Поэт и мечтатель не остались бы довольны даже общим видом этой скромной и незатейливой местности. Не удалось бы им там видеть какого-нибудь вечера в швейцарском или шотландском вкусе, когда вся природа – и лес, и вода, и стены хижин, и песчаные холмы – все горит точно багровым заревом; когда по этому багровому фону резко оттеняется едущая по песчаной извилистой дороге кавалькада мужчин, сопутствующих какой-нибудь леди в прогулках к угрюмой развалине и поспешающих в крепкий замок, где их ожидает эпизод о войне двух роз[65], рассказанный дедом, дикая коза на ужин да пропетая молодою мисс под звуки лютни баллада – картины, которыми так богато населило наше воображение перо Вальтера Скотта.

Нет, этого ничего не было в нашем краю.

Как все тихо, все сонно в трех-четырех деревеньках, составляющих этот уголок!
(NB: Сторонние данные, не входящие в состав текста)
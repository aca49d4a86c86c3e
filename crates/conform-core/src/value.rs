//! Scalar values carried by records, plus the JSON markers used at the
//! substrate boundary.

use std::collections::BTreeMap;
use std::fmt;

use serde::{Deserialize, Serialize};

/// Key of the object that marks a calculated field as not yet computed.
pub const UNSET_KEY: &str = "$unset";

/// Key of the object that records a judge failure in fuzzy output.
pub const JUDGE_ERROR_KEY: &str = "$judge_error";

/// A typed field value.
///
/// `Absent` is the rulebook's "no value" sentinel (JSON `null`). It is a
/// real value, distinct from a calculated field that was never set.
#[derive(Debug, Clone, PartialEq, Eq, PartialOrd, Ord, Hash, Serialize, Deserialize)]
#[serde(untagged)]
pub enum Value {
    Absent,
    Bool(bool),
    Int(i64),
    Text(String),
}

impl Value {
    pub fn text(s: impl Into<String>) -> Self {
        Value::Text(s.into())
    }

    pub fn is_absent(&self) -> bool {
        matches!(self, Value::Absent)
    }

    /// Absent or empty text.
    pub fn is_blank(&self) -> bool {
        match self {
            Value::Absent => true,
            Value::Text(s) => s.is_empty(),
            _ => false,
        }
    }

    /// Convert a JSON scalar. Returns `None` for arrays, objects and
    /// non-integral numbers.
    pub fn from_json(json: &serde_json::Value) -> Option<Value> {
        match json {
            serde_json::Value::Null => Some(Value::Absent),
            serde_json::Value::Bool(b) => Some(Value::Bool(*b)),
            serde_json::Value::Number(n) => n.as_i64().map(Value::Int),
            serde_json::Value::String(s) => Some(Value::Text(s.clone())),
            _ => None,
        }
    }

    pub fn to_json(&self) -> serde_json::Value {
        match self {
            Value::Absent => serde_json::Value::Null,
            Value::Bool(b) => serde_json::Value::Bool(*b),
            Value::Int(i) => serde_json::Value::from(*i),
            Value::Text(s) => serde_json::Value::String(s.clone()),
        }
    }

    /// Text coercion used by concatenation and string functions.
    pub fn coerce_text(&self) -> String {
        match self {
            Value::Absent => String::new(),
            Value::Bool(true) => "true".to_string(),
            Value::Bool(false) => "false".to_string(),
            Value::Int(i) => i.to_string(),
            Value::Text(s) => s.clone(),
        }
    }

    /// String form used to match primary keys across files.
    pub fn key_string(&self) -> Option<String> {
        match self {
            Value::Absent => None,
            other => Some(other.coerce_text()),
        }
    }
}

impl fmt::Display for Value {
    fn fmt(&self, f: &mut fmt::Formatter<'_>) -> fmt::Result {
        match self {
            Value::Absent => write!(f, "null"),
            Value::Text(s) => write!(f, "{s:?}"),
            other => write!(f, "{}", other.coerce_text()),
        }
    }
}

/// One record: field name to value. Calculated fields that have not been
/// evaluated are simply not present.
pub type Record = BTreeMap<String, Value>;

/// The JSON object `{"$unset": true}`.
pub fn unset_marker() -> serde_json::Value {
    serde_json::json!({ UNSET_KEY: true })
}

/// The JSON object `{"$judge_error": reason}`.
pub fn judge_error_marker(reason: &str) -> serde_json::Value {
    serde_json::json!({ JUDGE_ERROR_KEY: reason })
}

/// A field value as reported by a substrate, before comparison.
#[derive(Debug, Clone, PartialEq)]
pub enum Reported {
    /// Field key not present in the record
    Missing,
    /// Field still carries the unset marker
    Unset,
    /// Fuzzy judge could not produce a value
    JudgeError(String),
    /// Any other JSON value
    Json(serde_json::Value),
}

impl Reported {
    pub fn classify(json: Option<&serde_json::Value>) -> Self {
        let Some(json) = json else {
            return Reported::Missing;
        };
        if let serde_json::Value::Object(map) = json {
            if map.get(UNSET_KEY) == Some(&serde_json::Value::Bool(true)) {
                return Reported::Unset;
            }
            if let Some(reason) = map.get(JUDGE_ERROR_KEY) {
                let reason = reason
                    .as_str()
                    .map(str::to_string)
                    .unwrap_or_else(|| reason.to_string());
                return Reported::JudgeError(reason);
            }
        }
        Reported::Json(json.clone())
    }
}
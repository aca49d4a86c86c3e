//! Restore-on-failure for substrate output directories.
//!
//! An [`OutputTransaction`] moves the previous output into a private
//! temporary backup and hands the substrate an empty directory. It ends in
//! exactly one of two ways: [`OutputTransaction::commit`] keeps the new
//! output, [`OutputTransaction::restore`] puts the previous output back.
//! Dropping an unfinished transaction restores.
//!
//! Symlinks are copied as links, not followed.

use std::path::{Path, PathBuf};

use tempfile::TempDir;
use tracing::{debug, error, warn};

use crate::error::{RunnerError, RunnerResult};

/// How a transaction ended.
#[derive(Debug, Clone, Copy, PartialEq, Eq)]
pub enum TransactionEnd {
    Committed,
    /// `had_prior` is false when there was nothing to put back
    Restored { had_prior: bool },
}

/// Backup of one substrate's output directory for the duration of a run.
#[derive(Debug)]
pub struct OutputTransaction {
    output_dir: PathBuf,
    backup: TempDir,
    had_prior: bool,
    finished: bool,
}

fn is_non_empty_dir(path: &Path) -> bool {
    std::fs::read_dir(path)
        .map(|mut entries| entries.next().is_some())
        .unwrap_or(false)
}

/// Recursively copy `from` into `to`, overwriting what is already there.
fn copy_tree(from: &Path, to: &Path) -> std::io::Result<()> {
    std::fs::create_dir_all(to)?;
    for entry in std::fs::read_dir(from)? {
        let entry = entry?;
        let target = to.join(entry.file_name());
        let file_type = entry.file_type()?;
        if file_type.is_symlink() {
            copy_link(&entry.path(), &target)?;
        } else if file_type.is_dir() {
            copy_tree(&entry.path(), &target)?;
        } else {
            std::fs::copy(entry.path(), &target)?;
        }
    }
    Ok(())
}

#[cfg(unix)]
fn copy_link(link: &Path, target: &Path) -> std::io::Result<()> {
    let points_to = std::fs::read_link(link)?;
    match std::fs::symlink_metadata(target) {
        Ok(meta) if meta.is_dir() => std::fs::remove_dir_all(target)?,
        Ok(_) => std::fs::remove_file(target)?,
        Err(e) if e.kind() == std::io::ErrorKind::NotFound => {}
        Err(e) => return Err(e),
    }
    std::os::unix::fs::symlink(points_to, target)
}

#[cfg(not(unix))]
fn copy_link(link: &Path, target: &Path) -> std::io::Result<()> {
    if std::fs::metadata(link)?.is_dir() {
        copy_tree(link, target)
    } else {
        std::fs::copy(link, target).map(|_| ())
    }
}

fn reset_dir(path: &Path) -> std::io::Result<()> {
    match std::fs::remove_dir_all(path) {
        Ok(()) => {}
        Err(e) if e.kind() == std::io::ErrorKind::NotFound => {}
        Err(e) => return Err(e),
    }
    std::fs::create_dir_all(path)
}

impl OutputTransaction {
    /// Back up `output_dir` into a fresh directory under `backups_root` and
    /// leave `output_dir` empty for the substrate.
    pub fn begin(output_dir: &Path, backups_root: &Path) -> RunnerResult<Self> {
        Self::begin_with(output_dir, backups_root, reset_dir)
    }

    fn begin_with(
        output_dir: &Path,
        backups_root: &Path,
        reset: fn(&Path) -> std::io::Result<()>,
    ) -> RunnerResult<Self> {
        std::fs::create_dir_all(backups_root).map_err(|e| RunnerError::backup(backups_root, e))?;
        let backup = TempDir::new_in(backups_root).map_err(|e| RunnerError::backup(backups_root, e))?;

        let had_prior = is_non_empty_dir(output_dir);
        if had_prior {
            copy_tree(output_dir, backup.path()).map_err(|e| RunnerError::backup(output_dir, e))?;
        }
        if let Err(e) = reset(output_dir) {
            // The output may be half deleted; copy the backup over it
            // before the backup directory goes away.
            if had_prior {
                match copy_tree(backup.path(), output_dir) {
                    Ok(()) => warn!(
                        output = %output_dir.display(),
                        error = %e,
                        "could not clear output, previous output put back"
                    ),
                    Err(restore) => error!(
                        output = %output_dir.display(),
                        error = %e,
                        restore_error = %restore,
                        "could not clear output and could not put previous output back"
                    ),
                }
            }
            return Err(RunnerError::backup(output_dir, e));
        }
        debug!(
            output = %output_dir.display(),
            backup = %backup.path().display(),
            had_prior,
            "output backed up"
        );
        Ok(Self {
            output_dir: output_dir.to_path_buf(),
            backup,
            had_prior,
            finished: false,
        })
    }

    pub fn had_prior(&self) -> bool {
        self.had_prior
    }

    pub fn output_dir(&self) -> &Path {
        &self.output_dir
    }

    /// Keep the new output; the backup is discarded.
    pub fn commit(mut self) -> TransactionEnd {
        self.finished = true;
        debug!(output = %self.output_dir.display(), "output committed");
        TransactionEnd::Committed
    }

    /// Discard the new output and put the previous output back.
    pub fn restore(mut self) -> RunnerResult<TransactionEnd> {
        self.finished = true;
        self.put_back()?;
        Ok(TransactionEnd::Restored {
            had_prior: self.had_prior,
        })
    }

    fn put_back(&self) -> RunnerResult<()> {
        reset_dir(&self.output_dir).map_err(|e| RunnerError::backup(&self.output_dir, e))?;
        if self.had_prior {
            copy_tree(self.backup.path(), &self.output_dir)
                .map_err(|e| RunnerError::backup(&self.output_dir, e))?;
        }
        debug!(output = %self.output_dir.display(), had_prior = self.had_prior, "output restored");
        Ok(())
    }
}

impl Drop for OutputTransaction {
    fn drop(&mut self) {
        if self.finished {
            return;
        }
        if let Err(e) = self.put_back() {
            error!(
                output = %self.output_dir.display(),
                backup = %self.backup.path().display(),
                error = %e,
                "failed to restore output of an unfinished run"
            );
        }
    }
}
Они лежали недалеко друг от друга и были как будто случайно брошены гигантской рукой и рассыпались в разные стороны, да так с тех пор и остались.

Как одна изба попала на обрыв оврага, так и висит там с незапамятных времен, стоя одной половиной на воздухе и подпираясь тремя жердями. Три-четыре поколения тихо и счастливо прожили в ней.

Кажется, курице страшно бы войти в нее, а там живет с женой Онисим Суслов, мужчина солидный, который не уставится во весь рост в своем жилище.

Не всякий и сумеет войти в избу к Онисиму; разве только что посетитель упросит ее стать к лесу задом, а к нему передом.

Крыльцо висело над оврагом, и чтоб попасть на крыльцо ногой, надо было одной рукой ухватиться за траву, другой за кровлю избы и потом шагнуть прямо на крыльцо.